[Zope] Zope 2.7.2 breaks Plone 2.0.3 login_form

Passin, Tom tpassin at mitretek.org
Fri Jul 23 16:09:02 EDT 2004


> From: Fred Drake [mailto:fdrake at gmail.com]
 
> On Fri, 23 Jul 2004 15:15:50 -0400, Passin, Tom <tpassin at mitretek.org>
> wrote:
> > It's probably not quite that CDATA sections "aren't meant to protect
you
> > from everything."  They _are_, at least in xml (where everything
means
> > "<" and "&").  Chances are that the browser here is getting an HTML
> > file, or at least thinks it is, and HTML does not really know about
> > CDATA sections.
> 
> Hey Tom!
> 
> This is definately for text/html and not any sort of XML, which uses a
> different parser.
> 
> The problem here isn't in the browser; it's a matter of how the
> HTMLParser module from Python's standard library is treating the "</"
> pair.  As I read it, even in a CDATA marked section, "</" is supposed
> to be recognized as a "delimiter in context."  HTMLParser is doing
> exactly that, but HTML authors are not accustomed to parsers that are
> more strict than those found in browsers.  Thus, this sort of
> confusion can arise, and especially so when a more browser-like parser
> was being used to begin with.
>

Hey, Fred!

Don't want to harp on this but the XML Rec does not agree with the
notion of "delimiter in context".  A CDATA section exists specifically
to say "This may look like markup but it isn't".  The XML 1.0 Rec says

'Definition: CDATA sections MAY occur anywhere character data may occur;
they are used to escape blocks of text containing characters which would
otherwise be recognized as markup.

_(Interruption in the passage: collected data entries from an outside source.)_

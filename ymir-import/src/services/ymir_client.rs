//! ymir server API client
//!
//! Only the two endpoints the importer needs: the liveness probe and the
//! per-model import.

use serde::Deserialize;
use std::time::Duration;
use thiserror::Error;
use ymir_common::model::Model;

const USER_AGENT: &str = concat!("ymir-import/", env!("CARGO_PKG_VERSION"));
const PING_TIMEOUT_SECS: u64 = 5;
const REQUEST_TIMEOUT_SECS: u64 = 30;

/// Client errors
#[derive(Debug, Error)]
pub enum ClientError {
    #[error("Network error: {0}")]
    NetworkError(String),

    /// Server answered with a non-success status
    #[error("API error {0}: {1}")]
    ApiError(u16, String),
}

/// Shape of the import response; only the id is of interest
#[derive(Debug, Deserialize)]
struct ImportResponse {
    #[serde(rename = "_id", default)]
    id: Option<String>,
}

/// HTTP client for a ymir server
#[derive(Debug, Clone)]
pub struct YmirClient {
    http_client: reqwest::Client,
    base_url: String,
}

impl YmirClient {
    /// Create a client for `host` (`hostname:port` or a full URL)
    pub fn new(host: &str) -> Result<Self, ClientError> {
        let http_client = reqwest::Client::builder()
            .user_agent(USER_AGENT)
            .timeout(Duration::from_secs(REQUEST_TIMEOUT_SECS))
            .build()
            .map_err(|e| ClientError::NetworkError(e.to_string()))?;

        Ok(Self {
            http_client,
            base_url: base_url(host),
        })
    }

    pub fn base_url(&self) -> &str {
        &self.base_url
    }

    /// `GET /v1/ping`; true only for HTTP 200
    pub async fn ping(&self) -> bool {
        let url = format!("{}/v1/ping", self.base_url);
        tracing::debug!(url = %url, "Probing ymir server");

        match self
            .http_client
            .get(&url)
            .timeout(Duration::from_secs(PING_TIMEOUT_SECS))
            .send()
            .await
        {
            Ok(response) => response.status() == reqwest::StatusCode::OK,
            Err(e) => {
                tracing::info!("Connection error: {}", e);
                false
            }
        }
    }

    /// `POST /v1/model/import`; returns the server-assigned id when echoed back
    pub async fn import_model(&self, model: &Model) -> Result<Option<String>, ClientError> {
        let url = format!("{}/v1/model/import", self.base_url);

        let response = self
            .http_client
            .post(&url)
            .json(model)
            .send()
            .await
            .map_err(|e| ClientError::NetworkError(e.to_string()))?;

        let status = response.status();
        let body = response.text().await.unwrap_or_default();

        if !status.is_success() {
            return Err(ClientError::ApiError(status.as_u16(), body));
        }

        tracing::debug!(model = %model.display_name, response = %body, "Model imported");

        Ok(serde_json::from_str::<ImportResponse>(&body)
            .ok()
            .and_then(|r| r.id)
            .filter(|id| !id.is_empty()))
    }
}

/// Normalize a host into a base URL without trailing slash
///
/// A wildcard bind address (`0.0.0.0`) is contacted on loopback.
pub fn base_url(host: &str) -> String {
    let host = host.trim().trim_end_matches('/');
    let (scheme, rest) = match host.split_once("://") {
        Some((scheme, rest)) => (scheme, rest),
        None => ("http", host),
    };

    let rest = match rest.strip_prefix("0.0.0.0") {
        Some(port) => format!("127.0.0.1{}", port),
        None => rest.to_string(),
    };

    format!("{}://{}", scheme, rest)
}

#[cfg(test)]
mod tests {
    use super::*;

    #[test]
    fn test_base_url_normalization() {
        assert_eq!(base_url("localhost:8081"), "http://localhost:8081");
        assert_eq!(base_url("0.0.0.0:8081"), "http://127.0.0.1:8081");
        assert_eq!(base_url("https://ymir.lan/"), "https://ymir.lan");
        assert_eq!(base_url(" printhost:9000 "), "http://printhost:9000");
    }

    #[test]
    fn test_client_creation() {
        let client = YmirClient::new("localhost:8081").unwrap();
        assert_eq!(client.base_url(), "http://localhost:8081");
    }

    #[tokio::test]
    async fn test_ping_unreachable_host_is_false() {
        // Port 9 (discard) is essentially never served on loopback
        let client = YmirClient::new("127.0.0.1:9").unwrap();
        assert!(!client.ping().await);
    }
}
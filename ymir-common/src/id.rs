//! Model identifier utilities

use uuid::Uuid;

/// Generate a new opaque model identifier (32 lowercase hex characters)
pub fn generate() -> String {
    Uuid::new_v4().simple().to_string()
}

/// Check that a string looks like an identifier produced by [`generate`]
pub fn is_valid(s: &str) -> bool {
    s.len() == 32 && s.chars().all(|c| c.is_ascii_hexdigit())
}
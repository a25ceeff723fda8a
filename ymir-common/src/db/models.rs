//! Model record persistence
//!
//! Records live in the `models` bucket as JSON values keyed by model id.

use super::init::{create_bucket, drop_bucket, init_database, MODELS_BUCKET};
use crate::model::Model;
use crate::{Error, Result};
use sqlx::{Row, SqlitePool};
use std::collections::BTreeMap;
use std::path::Path;

/// Key-value store of model records
#[derive(Debug, Clone)]
pub struct ModelStore {
    pool: SqlitePool,
}

impl ModelStore {
    /// Open the store file at `db_path`, creating it and the bucket if missing
    pub async fn open(db_path: &Path) -> Result<Self> {
        let pool = init_database(db_path).await?;
        Ok(Self { pool })
    }

    pub fn pool(&self) -> &SqlitePool {
        &self.pool
    }

    /// Store a new record under its id
    pub async fn create(&self, model: &Model) -> Result<()> {
        self.update(model).await
    }

    /// Put a record under its id, replacing any existing value
    pub async fn update(&self, model: &Model) -> Result<()> {
        if model.id.is_empty() {
            return Err(Error::InvalidInput(format!(
                "model '{}' has no id",
                model.display_name
            )));
        }

        let value = serde_json::to_string(model)?;
        sqlx::query(
            r#"
            INSERT INTO models (key, value)
            VALUES (?, ?)
            ON CONFLICT(key) DO UPDATE SET value = excluded.value
            "#,
        )
        .bind(&model.id)
        .bind(value)
        .execute(&self.pool)
        .await?;

        Ok(())
    }

    /// Load a record by id
    pub async fn inspect(&self, id: &str) -> Result<Model> {
        let value: Option<String> = sqlx::query_scalar("SELECT value FROM models WHERE key = ?")
            .bind(id)
            .fetch_optional(&self.pool)
            .await?;

        match value {
            Some(json) => Ok(serde_json::from_str(&json)?),
            None => Err(Error::NotFound(format!("model {}", id))),
        }
    }

    /// All records keyed by id
    pub async fn list(&self) -> Result<BTreeMap<String, Model>> {
        let rows = sqlx::query("SELECT key, value FROM models ORDER BY key")
            .fetch_all(&self.pool)
            .await?;

        let mut models = BTreeMap::new();
        for row in rows {
            let key: String = row.get("key");
            let value: String = row.get("value");
            let model: Model = serde_json::from_str(&value)?;
            models.insert(key, model);
        }

        Ok(models)
    }

    /// Remove a record; returns whether it existed
    pub async fn delete(&self, id: &str) -> Result<bool> {
        let result = sqlx::query("DELETE FROM models WHERE key = ?")
            .bind(id)
            .execute(&self.pool)
            .await?;

        Ok(result.rows_affected() > 0)
    }

    /// Drop every record by recreating the bucket
    pub async fn truncate(&self) -> Result<()> {
        drop_bucket(&self.pool, MODELS_BUCKET).await?;
        create_bucket(&self.pool, MODELS_BUCKET).await
    }

    /// Number of stored records
    pub async fn count(&self) -> Result<u64> {
        let count: i64 = sqlx::query_scalar("SELECT COUNT(*) FROM models")
            .fetch_one(&self.pool)
            .await?;

        Ok(count as u64)
    }

    pub async fn close(self) {
        self.pool.close().await;
    }
}
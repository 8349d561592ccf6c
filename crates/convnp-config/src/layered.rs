// SPDX-License-Identifier: AGPL-3.0-or-later
// © 2025 Ryo ∴ SpiralArchitect (kishkavsesvit@icloud.com)
// Part of SpiralTorch — Licensed under AGPL-3.0-or-later.
// Unauthorized derivative works or closed redistribution prohibited under AGPL §13.

//! Stacked configuration files: a base TOML file, a site TOML file and a
//! per-run JSON file, merged key by key with later layers winning.
//!
//! Every leaf remembers the layer that last wrote it, so callers can report
//! which hyperparameters a site or run file overrode.

use std::collections::BTreeMap;
use std::fs;
use std::path::{Path, PathBuf};

use serde::de::DeserializeOwned;
use serde_json::{Map, Value};
use tracing::debug;

/// Stage of the stack a value came from, in merge order.
#[derive(Clone, Copy, Debug, PartialEq, Eq, PartialOrd, Ord, Hash)]
pub enum ConfigLayer {
    Base,
    Site,
    Run,
}

impl ConfigLayer {
    pub const ALL: [ConfigLayer; 3] = [ConfigLayer::Base, ConfigLayer::Site, ConfigLayer::Run];

    fn env_var(self) -> &'static str {
        match self {
            ConfigLayer::Base => "CONVNP_CONFIG_BASE",
            ConfigLayer::Site => "CONVNP_CONFIG_SITE",
            ConfigLayer::Run => "CONVNP_CONFIG_RUN",
        }
    }

    fn default_file(self) -> &'static str {
        match self {
            ConfigLayer::Base => "base.toml",
            ConfigLayer::Site => "site.toml",
            ConfigLayer::Run => "run.json",
        }
    }

    fn slot(self) -> usize {
        self as usize
    }
}

/// One optional file per layer. Files ending in `.json` are parsed as JSON,
/// everything else as TOML.
#[derive(Clone, Debug, Default)]
pub struct ConfigLayering {
    files: [Option<PathBuf>; 3],
}

impl ConfigLayering {
    /// Looks up `CONVNP_CONFIG_{BASE,SITE,RUN}`, falling back to the default
    /// file names under `CONVNP_CONFIG_ROOT` (or `~/.convnp`). Files that do
    /// not exist are left out.
    pub fn discover() -> Self {
        let root = std::env::var_os("CONVNP_CONFIG_ROOT")
            .map(PathBuf::from)
            .unwrap_or_else(default_root);
        let mut layering = Self::default();
        for layer in ConfigLayer::ALL {
            let path = std::env::var_os(layer.env_var())
                .map(PathBuf::from)
                .unwrap_or_else(|| root.join(layer.default_file()));
            if path.exists() {
                layering.files[layer.slot()] = Some(path);
            }
        }
        layering
    }

    pub fn with_layer<P: Into<PathBuf>>(mut self, layer: ConfigLayer, path: P) -> Self {
        self.files[layer.slot()] = Some(path.into());
        self
    }

    pub fn with_base<P: Into<PathBuf>>(self, path: P) -> Self {
        self.with_layer(ConfigLayer::Base, path)
    }

    pub fn with_site<P: Into<PathBuf>>(self, path: P) -> Self {
        self.with_layer(ConfigLayer::Site, path)
    }

    pub fn with_run<P: Into<PathBuf>>(self, path: P) -> Self {
        self.with_layer(ConfigLayer::Run, path)
    }

    pub fn path(&self, layer: ConfigLayer) -> Option<&Path> {
        self.files[layer.slot()].as_deref()
    }
}

fn default_root() -> PathBuf {
    dirs::home_dir()
        .map(|home| home.join(".convnp"))
        .unwrap_or_else(|| PathBuf::from("."))
}

#[derive(Debug, thiserror::Error)]
pub enum LayeredConfigError {
    #[error("failed to read {path:?}: {source}")]
    Io {
        path: PathBuf,
        #[source]
        source: std::io::Error,
    },
    #[error("failed to parse TOML {path:?}: {source}")]
    Toml {
        path: PathBuf,
        #[source]
        source: toml::de::Error,
    },
    #[error("failed to parse JSON {path:?}: {source}")]
    Json {
        path: PathBuf,
        #[source]
        source: serde_json::Error,
    },
}

/// Merged view over the configured layers.
#[derive(Clone, Debug, Default)]
pub struct LayeredConfig {
    value: Value,
    origins: BTreeMap<String, ConfigLayer>,
}

impl LayeredConfig {
    /// Reads and merges the layers in base, site, run order. Layers whose
    /// file is missing are skipped.
    pub fn load(layering: ConfigLayering) -> Result<Self, LayeredConfigError> {
        let mut config = LayeredConfig {
            value: Value::Object(Map::new()),
            origins: BTreeMap::new(),
        };
        for layer in ConfigLayer::ALL {
            let Some(path) = layering.path(layer) else {
                continue;
            };
            if !path.exists() {
                continue;
            }
            let parsed = read_layer(path)?;
            let mut prefix = Vec::new();
            overlay(&mut config.value, parsed, layer, &mut prefix, &mut config.origins);
            debug!(?layer, path = %path.display(), "applied configuration layer");
        }
        Ok(config)
    }

    /// Configuration held entirely in memory; every leaf counts as base.
    pub fn from_value(value: Value) -> Self {
        let mut config = LayeredConfig::default();
        overlay(&mut config.value, value, ConfigLayer::Base, &mut Vec::new(), &mut config.origins);
        config
    }

    pub fn value(&self) -> &Value {
        &self.value
    }

    /// Typed view of the section at `path`, or `None` when it is absent.
    pub fn section<T>(&self, path: &[&str]) -> Result<Option<T>, serde_json::Error>
    where
        T: DeserializeOwned,
    {
        let node = path
            .iter()
            .try_fold(&self.value, |node, key| node.as_object()?.get(*key));
        node.map(|node| serde_json::from_value(node.clone())).transpose()
    }

    /// Layer that last wrote the dotted leaf `path`.
    pub fn origin(&self, path: &str) -> Option<ConfigLayer> {
        self.origins.get(path).copied()
    }

    /// Leaves under `section` written by the site or run layer, with the
    /// section prefix stripped.
    pub fn overrides(&self, section: &str) -> Vec<(&str, ConfigLayer)> {
        let prefix = format!("{section}.");
        self.origins
            .iter()
            .filter(|(_, layer)| **layer > ConfigLayer::Base)
            .filter_map(|(path, layer)| Some((path.strip_prefix(&prefix)?, *layer)))
            .collect()
    }
}

fn read_layer(path: &Path) -> Result<Value, LayeredConfigError> {
    let text = fs::read_to_string(path).map_err(|source| LayeredConfigError::Io {
        path: path.to_path_buf(),
        source,
    })?;
    let json = |source| LayeredConfigError::Json {
        path: path.to_path_buf(),
        source,
    };
    if path.extension().is_some_and(|ext| ext == "json") {
        return serde_json::from_str(&text).map_err(json);
    }
    let table: toml::Value = toml::from_str(&text).map_err(|source| LayeredConfigError::Toml {
        path: path.to_path_buf(),
        source,
    })?;
    serde_json::to_value(table).map_err(json)
}

/// Writes `src` over `dest`. Tables merge recursively; any other value
/// replaces the slot and drops the origins recorded beneath it.
fn overlay(
    dest: &mut Value,
    src: Value,
    layer: ConfigLayer,
    path: &mut Vec<String>,
    origins: &mut BTreeMap<String, ConfigLayer>,
) {
    match src {
        Value::Object(table) => {
            if !dest.is_object() {
                forget_below(path, origins);
                *dest = Value::Object(Map::new());
            }
            let Value::Object(dest_table) = dest else {
                return;
            };
            for (key, value) in table {
                path.push(key.clone());
                let slot = dest_table.entry(key).or_insert(Value::Null);
                overlay(slot, value, layer, path, origins);
                path.pop();
            }
        }
        leaf => {
            forget_below(path, origins);
            *dest = leaf;
            if !path.is_empty() {
                origins.insert(path.join("."), layer);
            }
        }
    }
}

fn forget_below(path: &[String], origins: &mut BTreeMap<String, ConfigLayer>) {
    if path.is_empty() {
        origins.clear();
        return;
    }
    let joined = path.join(".");
    let nested = format!("{joined}.");
    origins.retain(|key, _| key != &joined && !key.starts_with(&nested));
}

CDATA sections begin with the string
"<![CDATA[" and end with the string "]]>":"'

And also it goes on to say this -

'Within a CDATA section, only the CDEnd string is recognized as markup,
so that left angle brackets and ampersands may occur in their literal
form; they need not (and cannot) be escaped using "&lt;" and "&amp;"'

I'd say that is pretty definitive, wouldn't you?  If there is some folk
"knowledge" about CDATA sections built into the parser that thinks
otherwise, I'd say the parser is non-conformant about CDATA sections
(hmm, I almost wrote that "C-sections"!).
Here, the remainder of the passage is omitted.